Palestinian territories

Middle East region / State visit (June 22-24, 2008)

Three weeks before the launch of his Union for the Mediterranean project, Nicolas Sarkozy, his presidency of the European Union imminent, visited Israel and the Palestinian territories. As the peace process stalled, this third visit to Israel in sixty years by a French Head of State demonstrated a determination to renew French-Israeli relations, in continuity with the visit by François Mitterrand in 1982 calling for the creation of a Palestinian State.

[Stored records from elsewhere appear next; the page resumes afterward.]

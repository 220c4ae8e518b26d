//! # Forum API アプリケーション構築
//!
//! DI（リポジトリ・ユースケース・State）の初期化とルーター構築を担当する。
//! `main.rs` はインフラ初期化とサーバー起動に集中する。

use std::sync::Arc;

use axum::{
    Router,
    body::Body,
    middleware::from_fn_with_state,
    routing::{get, post, put},
};
use forum_domain::{authorization::Policy, clock::Clock};
use forum_infra::{
    PasswordChecker,
    db::TransactionManager,
    repository::{
        AccessTokenRepository,
        AnswerRepository,
        QuestionRepository,
        UserRepository,
        VoteRepository,
    },
};
use forum_shared::observability::{MakeRequestUuidV7, make_request_span};
use tower_http::{
    request_id::{PropagateRequestIdLayer, SetRequestIdLayer},
    trace::TraceLayer,
};

use crate::{
    handler::{
        AnswerState,
        AuthState,
        BestAnswerState,
        QuestionState,
        VoteState,
        create_answer,
        create_question,
        delete_answer,
        delete_question,
        health_check,
        list_my_questions,
        list_questions,
        list_questions_by_tag,
        list_questions_by_user,
        login,
        logout,
        mark_best_answer,
        me,
        register,
        show_answer,
        show_question,
        update_answer,
        update_password,
        update_profile,
        update_question,
        vote_answer,
        vote_question,
    },
    middleware::{AuthnState, require_auth},
    usecase::{
        AnswerUseCaseImpl,
        AuthUseCaseImpl,
        BestAnswerUseCaseImpl,
        QuestionUseCaseImpl,
        VoteUseCaseImpl,
    },
};

/// アプリケーションが依存するコンポーネント一式
///
/// 本番では PostgreSQL 実装、テストでは Mock を注入する。
#[derive(Clone)]
pub struct AppDependencies {
    pub user_repo:         Arc<dyn UserRepository>,
    pub access_token_repo: Arc<dyn AccessTokenRepository>,
    pub question_repo:     Arc<dyn QuestionRepository>,
    pub answer_repo:       Arc<dyn AnswerRepository>,
    pub vote_repo:         Arc<dyn VoteRepository>,
    pub password_checker:  Arc<dyn PasswordChecker>,
    pub policy:            Arc<dyn Policy>,
    pub tx_manager:        Arc<dyn TransactionManager>,
    pub clock:             Arc<dyn Clock>,
}

impl AppDependencies {
    pub fn auth_usecase(&self) -> AuthUseCaseImpl {
        AuthUseCaseImpl::new(
            self.user_repo.clone(),
            self.access_token_repo.clone(),
            self.password_checker.clone(),
            self.tx_manager.clone(),
            self.clock.clone(),
        )
    }

    pub fn question_usecase(&self) -> QuestionUseCaseImpl {
        QuestionUseCaseImpl::new(
            self.question_repo.clone(),
            self.answer_repo.clone(),
            self.vote_repo.clone(),
            self.policy.clone(),
            self.tx_manager.clone(),
            self.clock.clone(),
        )
    }

    pub fn answer_usecase(&self) -> AnswerUseCaseImpl {
        AnswerUseCaseImpl::new(
            self.question_repo.clone(),
            self.answer_repo.clone(),
            self.vote_repo.clone(),
            self.policy.clone(),
            self.tx_manager.clone(),
            self.clock.clone(),
        )
    }

    pub fn vote_usecase(&self) -> VoteUseCaseImpl {
        VoteUseCaseImpl::new(
            self.question_repo.clone(),
            self.answer_repo.clone(),
            self.vote_repo.clone(),
            self.tx_manager.clone(),
            self.clock.clone(),
        )
    }

    pub fn best_answer_usecase(&self) -> BestAnswerUseCaseImpl {
        BestAnswerUseCaseImpl::new(
            self.question_repo.clone(),
            self.answer_repo.clone(),
            self.policy.clone(),
            self.tx_manager.clone(),
        )
    }
}

/// DI コンテナの構築とルーター定義を行う
///
/// 認証が必要なルートは `require_auth` ミドルウェアを通し、
/// ハンドラは `Extension<AuthenticatedUser>` で操作者を受け取る。
pub fn build_app(deps: AppDependencies) -> Router {
    let authn_state = AuthnState {
        access_token_repo: deps.access_token_repo.clone(),
    };

    let auth_state = Arc::new(AuthState {
        usecase: deps.auth_usecase(),
    });
    let question_state = Arc::new(QuestionState {
        usecase: deps.question_usecase(),
    });
    let answer_state = Arc::new(AnswerState {
        usecase: deps.answer_usecase(),
    });
    let vote_state = Arc::new(VoteState {
        usecase: deps.vote_usecase(),
    });
    let best_answer_state = Arc::new(BestAnswerState {
        usecase: deps.best_answer_usecase(),
    });

    // 認証不要
    let public_routes = Router::new()
        .route("/api/v1/auth/register", post(register))
        .route("/api/v1/auth/login", post(login))
        .with_state(auth_state.clone())
        .merge(
            Router::new()
                .route("/api/v1/questions", get(list_questions))
                .route("/api/v1/questions/by-slug/{slug}", get(show_question))
                .route("/api/v1/tags/{tag}/questions", get(list_questions_by_tag))
                .route(
                    "/api/v1/users/{user_id}/questions",
                    get(list_questions_by_user),
                )
                .with_state(question_state.clone()),
        );

    // 認証必須
    let protected_routes = Router::new()
        .route("/api/v1/auth/logout", post(logout))
        .route("/api/v1/me", get(me))
        .route("/api/v1/me/profile", put(update_profile))
        .route("/api/v1/me/password", put(update_password))
        .with_state(auth_state)
        .merge(
            Router::new()
                .route("/api/v1/me/questions", get(list_my_questions))
                .route("/api/v1/questions", post(create_question))
                .route(
                    "/api/v1/questions/{question_id}",
                    put(update_question).delete(delete_question),
                )
                .with_state(question_state),
        )
        .merge(
            Router::new()
                .route(
                    "/api/v1/questions/{question_id}/answers",
                    post(create_answer),
                )
                .route(
                    "/api/v1/answers/{answer_id}",
                    get(show_answer).put(update_answer).delete(delete_answer),
                )
                .with_state(answer_state),
        )
        .merge(
            Router::new()
                .route(
                    "/api/v1/questions/{question_id}/vote/{direction}",
                    put(vote_question),
                )
                .route(
                    "/api/v1/answers/{answer_id}/vote/{direction}",
                    put(vote_answer),
                )
                .with_state(vote_state),
        )
        .merge(
            Router::new()
                .route("/api/v1/answers/{answer_id}/best", put(mark_best_answer))
                .with_state(best_answer_state),
        )
        .route_layer(from_fn_with_state(authn_state, require_auth));

    Router::new()
        .route("/health", get(health_check))
        .merge(public_routes)
        .merge(protected_routes)
        // 下に書いたレイヤーほど外側で実行される
        // 1. SetRequestIdLayer: X-Request-Id を受け取るか UUID v7 で生成
        // 2. TraceLayer: request_id 付きのスパンを作成
        // 3. PropagateRequestIdLayer: レスポンスヘッダーに X-Request-Id をコピー
        .layer(PropagateRequestIdLayer::x_request_id())
        .layer(TraceLayer::new_for_http().make_span_with(make_request_span::<Body>))
        .layer(SetRequestIdLayer::x_request_id(MakeRequestUuidV7))
}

The high point was Nicolas Sarkozy’s speech to the Knesset (Israeli parliament). “I am here because I am more than ever convinced that Israel’s security will only be truly assured with the birth of a second State, the State of Palestine.” Calling for a freeze in Israeli colonization, including in Jerusalem, which, he believes, “is destined to be the capital of both States”, the French President felt that “Israel must now do more to change the situation on the ground and improve the daily lot of the Palestinian population. The removal of major checkpoints is essential in this respect, in particular to ensure the relaunch of the economy.” During their visit, the presidential couple, invited to a private grand dinner given by Shimon Peres in his Jerusalem residence, went to the West Bank, where Nicolas Sarkozy met Mahmoud Abbas, President of the Palestinian Authority. Before visiting the Church of the Nativity, built where Christ was born, with his wife, the French President lunched with Mahmoud Abbas, with whom he signed a statement, representing a real commitment to launch a French-Palestinian industrial park in Hindaza, in the Bethlehem region. During this three-day visit to the Middle East, the couple also visited the Ein Gedi kibbutz. On the banks of the Dead Sea, its palm groves are under threat from soil subsidence due to the withdrawal of highly salinated water. Shimon Peres presented the Sarkozys his project for a canal linking the Red Sea to the Dead Sea to prevent the Dead Sea from drying up.